城から出ると、俺は大分、いつもの調子を取り戻していた。

 とりあえず、お腹もすいたし、ご飯も食べたい。

 時間にすると、もう夜中の八時を超えているだろう。

 キクトルーシュに教えてもらった、今日の泊まる場所に行こうかと思ったが、少し、この国の料理を外で食べて見たくなった。

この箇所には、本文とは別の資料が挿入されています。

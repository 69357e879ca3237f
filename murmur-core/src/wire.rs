//! Framing: `[sequence:16][type:8][payload]`, big-endian throughout.
//! Every field is read through a bounds-checked cursor; decoding never indexes past the buffer.

use crate::protocol::{
    clamp_text, Acknowledgement, EncryptedMessage, ExchangeStep, FileChunk, GlobalMessage,
    KeyExchange, Packet, PacketType, Payload, PeerId, Pulse, MAX_NAME_LEN,
};

/// Sequence (2 bytes) plus type tag (1 byte).
pub const HEADER_LEN: usize = 3;

/// Largest datagram the transport hands us.
pub const MAX_DATAGRAM_LEN: usize = 65_535;

/// Largest datagram a sender may produce: the UDP payload limit over IPv4.
pub const MAX_SEND_LEN: usize = 65_507;

/// Bytes a FileChunk adds around its data, name excluded.
pub const FILE_CHUNK_OVERHEAD: usize = HEADER_LEN + 13;

/// Bytes an EncryptedMessage adds around its ciphertext.
pub const ENCRYPTED_OVERHEAD: usize = HEADER_LEN + 10;

/// Error decoding a datagram into a packet.
#[derive(Debug, Clone, Copy, PartialEq, Eq, thiserror::Error)]
pub enum DecodeError {
    #[error("datagram shorter than the {HEADER_LEN}-byte header")]
    MalformedFrame,
    #[error("unknown packet type tag {0}")]
    UnknownType(u8),
    #[error("payload truncated")]
    TruncatedPayload,
    #[error("unknown key exchange step {0}")]
    UnknownExchangeStep(u8),
    #[error("chunk data exceeds declared file length")]
    LengthMismatch,
}

/// Encode a packet into one datagram. Total for in-range fields; names longer than
/// 255 bytes are cut on a character boundary.
pub fn encode(packet: &Packet) -> Vec<u8> {
    let mut out = Vec::with_capacity(encoded_len(&packet.payload));
    out.extend_from_slice(&packet.sequence.to_be_bytes());
    out.push(packet.packet_type().tag());
    match &packet.payload {
        Payload::Pulse(p) => {
            let name = clamp_text(&p.name, MAX_NAME_LEN);
            put_id(&mut out, p.sender);
            out.push(name.len() as u8);
            out.push(p.level);
            out.extend_from_slice(name.as_bytes());
        }
        Payload::Acknowledgement(a) => {
            put_id(&mut out, a.sender);
            put_id(&mut out, a.recipient);
            out.extend_from_slice(&a.message_id.to_be_bytes());
            out.push(a.chunk_index);
        }
        Payload::KeyExchange(k) => {
            put_id(&mut out, k.sender);
            put_id(&mut out, k.recipient);
            out.push(k.step.tag());
            match k.step {
                ExchangeStep::Offer {
                    prime,
                    generator,
                    half_key,
                } => out.extend_from_slice(&[prime, generator, half_key]),
                ExchangeStep::Reply { half_key } => out.push(half_key),
                ExchangeStep::Rekey => {}
            }
        }
        Payload::EncryptedMessage(m) => {
            put_id(&mut out, m.sender);
            put_id(&mut out, m.recipient);
            out.extend_from_slice(&m.message_id.to_be_bytes());
            out.extend_from_slice(&(m.ciphertext.len() as u32).to_be_bytes());
            out.extend_from_slice(&m.ciphertext);
        }
        Payload::FileChunk(c) => {
            let name = clamp_text(&c.name, MAX_NAME_LEN);
            put_id(&mut out, c.sender);
            put_id(&mut out, c.recipient);
            out.extend_from_slice(&c.message_id.to_be_bytes());
            out.extend_from_slice(&c.total_length.to_be_bytes());
            out.push(c.file_id);
            out.push(c.chunk_index);
            out.push(name.len() as u8);
            out.extend_from_slice(name.as_bytes());
            out.extend_from_slice(&c.data);
        }
        Payload::GlobalMessage(g) => {
            put_id(&mut out, g.sender);
            out.extend_from_slice(&g.message_id.to_be_bytes());
            out.extend_from_slice(&(g.text.len() as u32).to_be_bytes());
            out.extend_from_slice(g.text.as_bytes());
        }
    }
    out
}

/// Decode one datagram.
pub fn decode(bytes: &[u8]) -> Result<Packet, DecodeError> {
    if bytes.len() < HEADER_LEN {
        return Err(DecodeError::MalformedFrame);
    }
    let mut r = Reader::new(bytes);
    let sequence = r.u16()?;
    let tag = r.u8()?;
    let ty = PacketType::from_tag(tag).ok_or(DecodeError::UnknownType(tag))?;
    let payload = match ty {
        PacketType::Pulse => {
            let sender = r.id()?;
            let name_len = r.u8()? as usize;
            let level = r.u8()?;
            let name = r.text(name_len)?;
            Payload::Pulse(Pulse {
                sender,
                level,
                name,
            })
        }
        PacketType::Acknowledgement => Payload::Acknowledgement(Acknowledgement {
            sender: r.id()?,
            recipient: r.id()?,
            message_id: r.u16()?,
            chunk_index: r.u8()?,
        }),
        PacketType::EncryptionPairExchange => {
            let sender = r.id()?;
            let recipient = r.id()?;
            let step = match r.u8()? {
                ExchangeStep::OFFER => ExchangeStep::Offer {
                    prime: r.u8()?,
                    generator: r.u8()?,
                    half_key: r.u8()?,
                },
                ExchangeStep::REPLY => ExchangeStep::Reply { half_key: r.u8()? },
                ExchangeStep::REKEY => ExchangeStep::Rekey,
                other => return Err(DecodeError::UnknownExchangeStep(other)),
            };
            Payload::KeyExchange(KeyExchange {
                sender,
                recipient,
                step,
            })
        }
        PacketType::EncryptedMessage => {
            let sender = r.id()?;
            let recipient = r.id()?;
            let message_id = r.u16()?;
            let len = r.u32()? as usize;
            let ciphertext = r.take(len)?.to_vec();
            Payload::EncryptedMessage(EncryptedMessage {
                sender,
                recipient,
                message_id,
                ciphertext,
            })
        }
        PacketType::FileChunk => {
            let sender = r.id()?;
            let recipient = r.id()?;
            let message_id = r.u16()?;
            let total_length = r.u32()?;
            let file_id = r.u8()?;
            let chunk_index = r.u8()?;
            let name_len = r.u8()? as usize;
            let name = r.text(name_len)?;
            let data = r.rest();
            if data.len() as u64 > u64::from(total_length) {
                return Err(DecodeError::LengthMismatch);
            }
            Payload::FileChunk(FileChunk {
                sender,
                recipient,
                message_id,
                total_length,
                file_id,
                chunk_index,
                name,
                data: data.to_vec(),
            })
        }
        PacketType::GlobalMessage => {
            let sender = r.id()?;
            let message_id = r.u16()?;
            let len = r.u32()? as usize;
            let text = r.text(len)?;
            Payload::GlobalMessage(GlobalMessage {
                sender,
                message_id,
                text,
            })
        }
    };
    Ok(Packet { sequence, payload })
}

fn put_id(out: &mut Vec<u8>, id: PeerId) {
    out.extend_from_slice(&id.0.to_be_bytes());
}

/// Exact size of the datagram [`encode`] produces for `payload`, header included.
pub fn encoded_len(payload: &Payload) -> usize {
    let body = match payload {
        Payload::Pulse(p) => 4 + clamp_text(&p.name, MAX_NAME_LEN).len(),
        Payload::Acknowledgement(_) => 7,
        Payload::KeyExchange(k) => match k.step {
            ExchangeStep::Offer { .. } => 8,
            ExchangeStep::Reply { .. } => 6,
            ExchangeStep::Rekey => 5,
        },
        Payload::EncryptedMessage(m) => 10 + m.ciphertext.len(),
        Payload::FileChunk(c) => 13 + clamp_text(&c.name, MAX_NAME_LEN).len() + c.data.len(),
        Payload::GlobalMessage(g) => 8 + g.text.len(),
    };
    HEADER_LEN + body
}

/// Bounds-checked big-endian cursor.
struct Reader<'a> {
    buf: &'a [u8],
    pos: usize,
}

impl<'a> Reader<'a> {
    fn new(buf: &'a [u8]) -> Self {
        Self { buf, pos: 0 }
    }

    fn take(&mut self, n: usize) -> Result<&'a [u8], DecodeError> {
        let end = self
            .pos
            .checked_add(n)
            .ok_or(DecodeError::TruncatedPayload)?;
        let slice = self
            .buf
            .get(self.pos..end)
            .ok_or(DecodeError::TruncatedPayload)?;
        self.pos = end;
        Ok(slice)
    }

    fn array<const N: usize>(&mut self) -> Result<[u8; N], DecodeError> {
        let mut out = [0u8; N];
        out.copy_from_slice(self.take(N)?);
        Ok(out)
    }

    fn u8(&mut self) -> Result<u8, DecodeError> {
        Ok(self.array::<1>()?[0])
    }

    fn u16(&mut self) -> Result<u16, DecodeError> {
        self.array().map(u16::from_be_bytes)
    }

    fn u32(&mut self) -> Result<u32, DecodeError> {
        self.array().map(u32::from_be_bytes)
    }

    fn id(&mut self) -> Result<PeerId, DecodeError> {
        self.u16().map(PeerId)
    }

    fn text(&mut self, len: usize) -> Result<String, DecodeError> {
        Ok(String::from_utf8_lossy(self.take(len)?).into_owned())
    }

    fn rest(&mut self) -> &'a [u8] {
        let rest = self.buf.get(self.pos..).unwrap_or_default();
        self.pos = self.buf.len();
        rest
    }
}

 幸い、治安は良いらしく、外に一人で出歩いても大丈夫なので、安心だった。

 ちょうど目の前に、一軒の黄色い木造のレストラン『ノワール』があった。

 俺は扉を開けると、中から、ふわー、と香ばしい匂いが漂ってきた。

「いらっしゃい、お、来訪者かい、安くしとくよ」

 がたいのいい、おばちゃんがエプロン姿で厨房から声を掛ける。

「あ、まさっちー」

 夜なのに太陽のように元気な声を出して俺を呼ぶ声が聞こえる。

「こっちこっちー」

 深い緑色の髪のポニーテール、服装は白と緑のギザギザの模様のスカートの魔法装束のままだ。その女の子、ルゾットが、奥のテーブルでベリルと向かい合って座っていて、俺を呼んでいた。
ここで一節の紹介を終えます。